Kupang (ANTARA) - Tim penyidik Kepolisian Resor Alor, Nusa Tenggara Timur, telah memeriksa sebanyak 17 orang saksi terkait kasus dugaan kekerasan seksual yang dilakukan oleh oknum calon pendeta berinisial SAS dengan jumlah korban mencapai 14 orang.

"Saat ini jumlah saksi yang sudah diperiksa sebanyak 17 orang dan dimungkinkan akan terus bertambah jumlahnya," kata Kepala Bidang Humas Kepolisian Daerah NTT Komisaris Besar Polisi Ariasandy di Kupang, Selasa.

Hal ini disampaikan Ariasandy berkaitan dengan perkembangan kasus kekerasan seksual oleh oknum pendeta terhadap 10 anak di bawah umur dan empat orang dewasa di Kabupaten Alor.

Tindakan asusila yang dilakukan SAS itu sudah berlangsung sejak Mei 2021 hingga Maret 2022 dan perbuatannya dilakukan di sekitar lingkungan gereja tempat SAS ditugaskan.

Mantan Kapolres Timor Tengah Selatan itu menambahkan bahwa sejumlah saksi nanti juga akan segera dipanggil dalam waktu dekat.

"Salah satunya adalah Ibu Ketua Majelis Sinode GMIT Merry Kolimon yang proses pemeriksaannya dilakukan di Polres Alor," tambahnya.

Ia menambahkan proses penyelidikan kasus dugaan kekerasan seksual itu terus berlanjut dan sampai saat ini jumlah korban sudah 14 orang.

Kepolisian Alor menyatakan tersangka dugaan kasus kekerasan seksual di Kabupaten Alor, Provinsi Nusa Tenggara Timur, berinisial SAS terancam hukuman mati akibat perbuatannya.

Hal ini karena tersangka SAS dijerat dengan pasal 81 ayat 5 jo pasal 76 huruf d Undang-undang Nomor 17 Tahun 2016 tentang Perubahan Kedua atas Undang-undang Nomor 23 Tahun 2002 tentang Perlindungan Anak.
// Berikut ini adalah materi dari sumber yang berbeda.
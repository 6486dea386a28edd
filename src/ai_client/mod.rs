//! AIClient - Vision inference adapter
//!
//! ## Responsibilities
//!
//! - Define the `InferenceService` seam used by the detection pipeline
//! - Send image + instruction requests to Gemini `generateContent`
//! - Parse the reply text out of the response candidates
//!
//! Each model kind has its own API key.

use crate::config_store::ModelKind;
use crate::error::Result;
use async_trait::async_trait;
use serde::{Deserialize, Serialize};
use std::time::Duration;

/// Inference call failure
#[derive(Debug, thiserror::Error)]
pub enum InferenceError {
    #[error("inference timed out after {}ms", .0.as_millis())]
    Timeout(Duration),

    #[error("inference unavailable: {0}")]
    Unavailable(String),
}

/// One image + instruction request
#[derive(Debug, Clone)]
pub struct InferenceRequest {
    /// Base64-encoded JPEG
    pub image_base64: String,
    pub system_prompt: String,
    pub instruction: String,
}

/// Remote vision-language inference
#[async_trait]
pub trait InferenceService: Send + Sync {
    /// Reply text for the request
    async fn generate(
        &self,
        kind: ModelKind,
        request: InferenceRequest,
    ) -> std::result::Result<String, InferenceError>;
}

#[derive(Debug, Clone)]
pub struct GeminiConfig {
    pub base_url: String,
    pub model: String,
    pub temperature: f32,
    pub fire_api_key: Option<String>,
    pub helmet_api_key: Option<String>,
    /// Transport timeout; the pipeline applies its own shorter one
    pub http_timeout: Duration,
}

impl Default for GeminiConfig {
    fn default() -> Self {
        Self {
            base_url: "https://generativelanguage.googleapis.com".to_string(),
            model: "gemini-1.5-flash-latest".to_string(),
            temperature: 0.1,
            fire_api_key: None,
            helmet_api_key: None,
            http_timeout: Duration::from_secs(10),
        }
    }
}

impl GeminiConfig {
    fn api_key(&self, kind: ModelKind) -> Option<&str> {
        let key = match kind {
            ModelKind::Fire => self.fire_api_key.as_deref(),
            ModelKind::Helmet => self.helmet_api_key.as_deref(),
        };
        key.filter(|k| !k.is_empty())
    }
}

// ========================================
// Wire types
// ========================================

#[derive(Debug, Serialize)]
struct GenerateContentRequest<'a> {
    system_instruction: Content<'a>,
    contents: Vec<Content<'a>>,
    #[serde(rename = "generationConfig")]
    generation_config: GenerationConfig,
}

#[derive(Debug, Serialize)]
struct Content<'a> {
    #[serde(skip_serializing_if = "Option::is_none")]
    role: Option<&'static str>,
    parts: Vec<RequestPart<'a>>,
}

#[derive(Debug, Serialize)]
#[serde(untagged)]
enum RequestPart<'a> {
    Text { text: &'a str },
    InlineData { inline_data: InlineData<'a> },
}

#[derive(Debug, Serialize)]
struct InlineData<'a> {
    mime_type: &'static str,
    data: &'a str,
}

#[derive(Debug, Serialize)]
struct GenerationConfig {
    temperature: f32,
}

#[derive(Debug, Deserialize)]
struct GenerateContentResponse {
    #[serde(default)]
    candidates: Vec<Candidate>,
}

#[derive(Debug, Deserialize)]
struct Candidate {
    content: Option<CandidateContent>,
}

#[derive(Debug, Deserialize)]
struct CandidateContent {
    #[serde(default)]
    parts: Vec<ResponsePart>,
}

#[derive(Debug, Deserialize)]
struct ResponsePart {
    text: Option<String>,
}

impl GenerateContentResponse {
    /// Concatenated text of the first candidate
    fn text(&self) -> Option<String> {
        let content = self.candidates.first()?.content.as_ref()?;
        let text: String = content
            .parts
            .iter()
            .filter_map(|p| p.text.as_deref())
            .collect();
        if text.trim().is_empty() {
            None
        } else {
            Some(text)
        }
    }
}

/// Gemini `generateContent` client
pub struct GeminiClient {
    client: reqwest::Client,
    config: GeminiConfig,
}

impl GeminiClient {
    pub fn new(config: GeminiConfig) -> Result<Self> {
        let client = reqwest::Client::builder()
            .timeout(config.http_timeout)
            .build()?;

        Ok(Self { client, config })
    }

    fn endpoint(&self) -> String {
        format!(
            "{}/v1beta/models/{}:generateContent",
            self.config.base_url.trim_end_matches('/'),
            self.config.model
        )
    }

    fn build_body<'a>(&self, request: &'a InferenceRequest) -> GenerateContentRequest<'a> {
        GenerateContentRequest {
            system_instruction: Content {
                role: None,
                parts: vec![RequestPart::Text {
                    text: &request.system_prompt,
                }],
            },
            contents: vec![Content {
                role: Some("user"),
                parts: vec![
                    RequestPart::Text {
                        text: &request.instruction,
                    },
                    RequestPart::InlineData {
                        inline_data: InlineData {
                            mime_type: "image/jpeg",
                            data: &request.image_base64,
                        },
                    },
                ],
            }],
            generation_config: GenerationConfig {
                temperature: self.config.temperature,
            },
        }
    }
}

#[async_trait]
impl InferenceService for GeminiClient {
    async fn generate(
        &self,
        kind: ModelKind,
        request: InferenceRequest,
    ) -> std::result::Result<String, InferenceError> {
        let api_key = self.config.api_key(kind).ok_or_else(|| {
            InferenceError::Unavailable(format!("no API key configured for {} model", kind))
        })?;

        let resp = self
            .client
            .post(self.endpoint())
            .header("x-goog-api-key", api_key)
            .json(&self.build_body(&request))
            .send()
            .await
            .map_err(|e| {
                if e.is_timeout() {
                    InferenceError::Timeout(self.config.http_timeout)
                } else {
                    InferenceError::Unavailable(e.to_string())
                }
            })?;

        if !resp.status().is_success() {
            let status = resp.status();
            let body = resp.text().await.unwrap_or_default();
            return Err(InferenceError::Unavailable(format!(
                "Gemini request failed: {} - {}",
                status,
                body.chars().take(200).collect::<String>()
            )));
        }

        let parsed: GenerateContentResponse = resp
            .json()
            .await
            .map_err(|e| InferenceError::Unavailable(format!("invalid response: {}", e)))?;

        parsed
            .text()
            .ok_or_else(|| InferenceError::Unavailable("empty response".to_string()))
    }
}
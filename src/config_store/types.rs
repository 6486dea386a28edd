//! ConfigStore data types

use serde::{Deserialize, Serialize};
use sqlx::FromRow;
use std::fmt;
use std::str::FromStr;

/// Detection model kind
///
/// Every kind-specific behavior (prompt, vocabulary, storage table, API key)
/// dispatches on this enum.
#[derive(Debug, Clone, Copy, PartialEq, Eq, Hash, Serialize, Deserialize)]
#[serde(rename_all = "lowercase")]
pub enum ModelKind {
    Fire,
    Helmet,
}

impl ModelKind {
    pub const ALL: [ModelKind; 2] = [ModelKind::Fire, ModelKind::Helmet];

    pub fn as_str(&self) -> &'static str {
        match self {
            ModelKind::Fire => "fire",
            ModelKind::Helmet => "helmet",
        }
    }
}

impl fmt::Display for ModelKind {
    fn fmt(&self, f: &mut fmt::Formatter<'_>) -> fmt::Result {
        f.write_str(self.as_str())
    }
}

/// Unknown model type string
#[derive(Debug, Clone, PartialEq, Eq, thiserror::Error)]
#[error("unsupported model type: {0}")]
pub struct UnknownModelKind(pub String);

impl FromStr for ModelKind {
    type Err = UnknownModelKind;

    fn from_str(s: &str) -> Result<Self, Self::Err> {
        match s.trim().to_lowercase().as_str() {
            "fire" => Ok(ModelKind::Fire),
            "helmet" => Ok(ModelKind::Helmet),
            _ => Err(UnknownModelKind(s.to_string())),
        }
    }
}

/// Row of the `models` table
#[derive(Debug, Clone, Serialize, Deserialize, FromRow)]
pub struct ModelRecord {
    pub model_id: String,
    #[sqlx(rename = "type")]
    #[serde(rename = "type")]
    pub model_type: String,
}

#[cfg(test)]
mod tests {
    use super::*;

    #[test]
    fn test_model_kind_parse() {
        assert_eq!("fire".parse::<ModelKind>(), Ok(ModelKind::Fire));
        assert_eq!(" Helmet ".parse::<ModelKind>(), Ok(ModelKind::Helmet));
        assert!("attendance".parse::<ModelKind>().is_err());
    }

    #[test]
    fn test_model_kind_serde() {
        let json = serde_json::to_string(&ModelKind::Helmet).unwrap();
        assert_eq!(json, "\"helmet\"");
    }
}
Selain itu, tersangka juga dikenakan pasal pemberatan karena korban lebih dari satu orang.

Selain terancam hukuman mati atau seumur hidup, tersangka SAS juga terancam pidana penjara paling singkat 10 tahun dan paling lambat 20 tahun.

Ariasandy juga mengatakan bahwa tersangka SAS juga terancam dijerat dengan pasal 27 ayat 3 di Undang-Undang Nomor 11 Tahun 2008 tentang Informasi dan Transaksi Elektronik (ITE) karena dalam melaksanakan aksinya tersangka merekam atau membuat video serta memotret para korbannya sebelum bahkan sesudah melaksanakan aksinya tersebut.